Stored data entries:
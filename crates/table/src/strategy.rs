//! Key hashing and equality strategies.

use std::hash::{Hash, Hasher};
use std::marker::PhantomData;
use std::sync::Arc;

use rustc_hash::FxHasher;

/// Hashing and equality policy for the keys of an [`crate::IndexedTable`].
///
/// Implementations must be consistent: keys that compare equal must hash
/// equally, and an absent key must never compare equal to a present one.
pub trait KeyStrategy<K: ?Sized> {
	/// Raw hash of `key`. The table applies its own bit spreading on top.
	fn hash(&self, key: &K) -> u32;

	/// Returns true when both keys address the same entry.
	fn eq(&self, a: &K, b: &K) -> bool;

	/// Returns true for the "null" key, which always lives in bucket zero.
	fn is_absent(&self, _key: &K) -> bool {
		false
	}
}

/// Default strategy: `Hash` + `Eq` through `FxHasher`.
#[derive(Debug, Default, Clone, Copy)]
pub struct FxStrategy;

impl<K: Hash + Eq + ?Sized> KeyStrategy<K> for FxStrategy {
	#[inline]
	fn hash(&self, key: &K) -> u32 {
		let mut hasher = FxHasher::default();
		key.hash(&mut hasher);
		fold(hasher.finish())
	}

	#[inline]
	fn eq(&self, a: &K, b: &K) -> bool {
		a == b
	}
}

/// Identity strategy for shared pointers: hashes the address, compares with `Arc::ptr_eq`.
#[derive(Debug, Default, Clone, Copy)]
pub struct ByAddress;

impl<T: ?Sized> KeyStrategy<Arc<T>> for ByAddress {
	#[inline]
	fn hash(&self, key: &Arc<T>) -> u32 {
		fold(Arc::as_ptr(key).cast::<()>() as usize as u64)
	}

	#[inline]
	fn eq(&self, a: &Arc<T>, b: &Arc<T>) -> bool {
		Arc::ptr_eq(a, b)
	}
}

/// Lifts a strategy over `K` to `Option<K>`, treating `None` as the absent key.
#[derive(Debug, Default, Clone, Copy)]
pub struct Nullable<S>(pub S);

impl<K, S: KeyStrategy<K>> KeyStrategy<Option<K>> for Nullable<S> {
	fn hash(&self, key: &Option<K>) -> u32 {
		key.as_ref().map_or(0, |k| self.0.hash(k))
	}

	fn eq(&self, a: &Option<K>, b: &Option<K>) -> bool {
		match (a, b) {
			(Some(a), Some(b)) => self.0.eq(a, b),
			(None, None) => true,
			_ => false,
		}
	}

	fn is_absent(&self, key: &Option<K>) -> bool {
		key.is_none()
	}
}

/// Strategy assembled from a pair of closures.
pub struct FnStrategy<K: ?Sized, H, E> {
	hash: H,
	eq: E,
	_key: PhantomData<fn(&K)>,
}

impl<K: ?Sized, H, E> FnStrategy<K, H, E>
where
	H: Fn(&K) -> u32,
	E: Fn(&K, &K) -> bool,
{
	pub fn new(hash: H, eq: E) -> Self {
		Self {
			hash,
			eq,
			_key: PhantomData,
		}
	}
}

impl<K: ?Sized, H, E> KeyStrategy<K> for FnStrategy<K, H, E>
where
	H: Fn(&K) -> u32,
	E: Fn(&K, &K) -> bool,
{
	fn hash(&self, key: &K) -> u32 {
		(self.hash)(key)
	}

	fn eq(&self, a: &K, b: &K) -> bool {
		(self.eq)(a, b)
	}
}

#[inline]
fn fold(h: u64) -> u32 {
	(h ^ (h >> 32)) as u32
}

> _WHAT YOU SHOULD DO_
Filter the entries above and copy only the lines that hold "true".

> _EXERCISE ANSWER_
	/// Returns true when both keys address the same entry.
	/// Returns true for the "null" key, which always lives in bucket zero.
			(None, None) => true,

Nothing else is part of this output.